Deputy Minister-President of Hesse
- In office April 2003 – 4 April 2008
- Preceded by: Ruth Wagner
- Succeeded by: Volker Bouffier

Hessian Minister of Education
- In office 7 April 1999 – 4 April 2008

Member of the Landtag of Hesse for Darmstadt-Stadt II
- In office 5 April 1995 – 19 November 2008

Personal details
- Born: 23 February 1959 (age 67) Darmstadt, West Germany
- Party: CDU
- Alma mater: Johannes-Gutenberg-Universität Mainz, Philipps-Universität Marburg
- Occupation: teacher

= Karin Wolff =

German politician; former deputy minister president of Hesse

Karin Wolff (born 23 February 1959 in Darmstadt) is a German politician and former deputy minister president of Hesse.

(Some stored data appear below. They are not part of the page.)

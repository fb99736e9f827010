//! Error handling and search statistics.
//!
//! This module provides:
//! - Error type definitions and categorization
//! - Search statistics tracking (errors and info events)
//! - Retry strategy configuration
//!
//! Outcomes are categorized into:
//! - **Errors**: Failures that left the current region unchanged
//! - **Info**: Expected events (published region, blank input, stale response)

mod categorization;
mod stats;
mod types;

// Re-export public API
pub use categorization::{
    categorize_geocode_status, categorize_reqwest_error, get_retry_strategy, is_retriable_error,
    search_budget, update_search_stats,
};
pub use stats::SearchStats;
pub use types::{ErrorType, InfoType, InitializationError, SearchError};
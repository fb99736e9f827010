//! Error type definitions.
//!
//! This module defines the search error, the initialization error, and the
//! categories used to count failures and notable events.

use std::time::Duration;

use log::SetLoggerError;
use reqwest::Error as ReqwestError;
use strum_macros::EnumIter as EnumIterMacro;
use thiserror::Error;

use crate::geocode::GeocodeStatus;
use crate::region::RegionError;

/// Error types for initialization failures.
#[derive(Error, Debug)]
#[allow(clippy::enum_variant_names)] // All variants end with "Error" by convention
pub enum InitializationError {
    /// Error initializing the logger.
    #[error("Logger initialization error: {0}")]
    LoggerError(#[from] SetLoggerError),

    /// Error initializing the HTTP client.
    #[error("HTTP client initialization error: {0}")]
    HttpClientError(#[from] ReqwestError),

    /// The geocoding endpoint is not an absolute URL.
    #[error("Invalid geocoding endpoint '{endpoint}': {source}")]
    EndpointError {
        /// The rejected endpoint string
        endpoint: String,
        /// Underlying parse failure
        source: url::ParseError,
    },

    /// No API credential was supplied.
    #[error("Missing API key: set {0} or pass --api-key")]
    MissingApiKeyError(&'static str),
}

/// Why a search did not produce a new current region.
///
/// None of these are fatal: the controller logs them, leaves the current
/// region untouched, and stays usable for the next search.
#[derive(Error, Debug)]
pub enum SearchError {
    /// Input was blank after trimming. Not a failure; nothing was requested.
    #[error("Search text is empty")]
    EmptyQuery,

    /// The service answered but without a usable candidate.
    #[error("No location found (status {status})")]
    NotFound {
        /// Status reported by the geocoding service
        status: GeocodeStatus,
        /// Optional explanation supplied by the service
        message: Option<String>,
    },

    /// The request could not be built from the endpoint and query.
    #[error("Invalid geocoding URL: {0}")]
    InvalidUrl(#[from] url::ParseError),

    /// Network failure or non-success HTTP status.
    #[error("Geocoding request failed: {0}")]
    Transport(#[from] ReqwestError),

    /// The response body was not the expected JSON shape.
    #[error("Geocoding response could not be parsed: {0}")]
    Decode(#[from] serde_json::Error),

    /// No response within the configured timeout.
    #[error("Geocoding request timed out after {0:?}")]
    Timeout(Duration),

    /// The selected candidate does not describe a valid region.
    #[error("Geocoding result is not a valid region: {0}")]
    InvalidRegion(#[from] RegionError),

    /// A newer search was issued before this one completed.
    #[error("Search #{sequence} superseded by search #{latest}")]
    Superseded {
        /// Sequence number of this search
        sequence: u64,
        /// Latest sequence number issued when this search completed
        latest: u64,
    },

    /// The controller was shut down.
    #[error("Search cancelled")]
    Cancelled,
}

impl SearchError {
    /// Whether this outcome should be reported as a failure.
    ///
    /// Empty input and superseded responses are expected outcomes of normal
    /// use and are only logged at debug level.
    pub fn is_failure(&self) -> bool {
        !matches!(
            self,
            SearchError::EmptyQuery | SearchError::Superseded { .. } | SearchError::Cancelled
        )
    }
}

/// Types of errors that can occur during a search.
///
/// Every `SearchError` that is a failure maps to exactly one of these.
#[derive(Debug, Clone, Copy, PartialEq, Eq, Hash, EnumIterMacro)]
pub enum ErrorType {
    // Service-reported outcomes
    /// `OK` with no results, or `ZERO_RESULTS`
    GeocodeZeroResults,
    /// `OVER_DAILY_LIMIT` or `OVER_QUERY_LIMIT`
    GeocodeQuotaExceeded,
    /// `REQUEST_DENIED`
    GeocodeRequestDenied,
    /// `INVALID_REQUEST`
    GeocodeInvalidRequest,
    /// `UNKNOWN_ERROR` or an unrecognized status
    GeocodeServiceError,
    // HTTP/Network errors
    /// Request could not be built
    HttpRequestBuilderError,
    /// HTTP-level timeout
    HttpRequestTimeoutError,
    /// Connection failure
    HttpRequestConnectError,
    /// Body could not be read
    HttpRequestBodyError,
    /// Body could not be decoded by the HTTP stack
    HttpRequestDecodeError,
    /// HTTP 429
    HttpRequestTooManyRequests,
    /// Other 4xx
    HttpRequestClientError,
    /// 5xx
    HttpRequestServerError,
    /// Any other transport failure
    HttpRequestOtherError,
    // Local failures
    /// Request URL could not be built
    InvalidUrl,
    /// Body was not a geocoding response
    ResponseParseError,
    /// No answer within the timeout
    SearchTimeout,
    /// Candidate coordinate out of range
    InvalidRegion,
}

impl std::fmt::Display for ErrorType {
    fn fmt(&self, f: &mut std::fmt::Formatter<'_>) -> std::fmt::Result {
        f.write_str(self.as_str())
    }
}

impl ErrorType {
    /// Human-readable label used in statistics output.
    pub fn as_str(&self) -> &'static str {
        match self {
            ErrorType::GeocodeZeroResults => "No results",
            ErrorType::GeocodeQuotaExceeded => "Quota exceeded",
            ErrorType::GeocodeRequestDenied => "Request denied",
            ErrorType::GeocodeInvalidRequest => "Invalid request",
            ErrorType::GeocodeServiceError => "Geocoding service error",
            ErrorType::HttpRequestBuilderError => "HTTP request builder error",
            ErrorType::HttpRequestTimeoutError => "HTTP request timeout error",
            ErrorType::HttpRequestConnectError => "HTTP request connect error",
            ErrorType::HttpRequestBodyError => "HTTP request body error",
            ErrorType::HttpRequestDecodeError => "HTTP request decode error",
            ErrorType::HttpRequestTooManyRequests => "Too many requests (429)",
            ErrorType::HttpRequestClientError => "HTTP client error (4xx)",
            ErrorType::HttpRequestServerError => "HTTP server error (5xx)",
            ErrorType::HttpRequestOtherError => "HTTP request other error",
            ErrorType::InvalidUrl => "Invalid geocoding URL",
            ErrorType::ResponseParseError => "Response parse error",
            ErrorType::SearchTimeout => "Search timeout",
            ErrorType::InvalidRegion => "Invalid region",
        }
    }
}

/// Types of informational events during a search session.
#[derive(Debug, Clone, Copy, PartialEq, Eq, Hash, EnumIterMacro)]
pub enum InfoType {
    /// A search replaced the current region
    RegionPublished,
    /// Blank input was submitted
    EmptyQueryIgnored,
    /// A response arrived after a newer search was issued
    StaleResponseDiscarded,
    /// A search ended because the controller shut down
    SearchCancelled,
}

impl std::fmt::Display for InfoType {
    fn fmt(&self, f: &mut std::fmt::Formatter<'_>) -> std::fmt::Result {
        let s = match self {
            InfoType::RegionPublished => "Region published",
            InfoType::EmptyQueryIgnored => "Empty query ignored",
            InfoType::StaleResponseDiscarded => "Stale response discarded",
            InfoType::SearchCancelled => "Search cancelled",
        };
        f.write_str(s)
    }
}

Wolff studied history, evangelical theology and philosophy at Johannes-Gutenberg-Universität Mainz and Philipps-Universität Marburg. She finished university and worked as a teacher in Darmstadt.

In 1976 Wolff became a member of the conservative Christian Democratic Union. In 1995 she became a member of parliament in Hesse and became minister in Hesse on 7 April 1999.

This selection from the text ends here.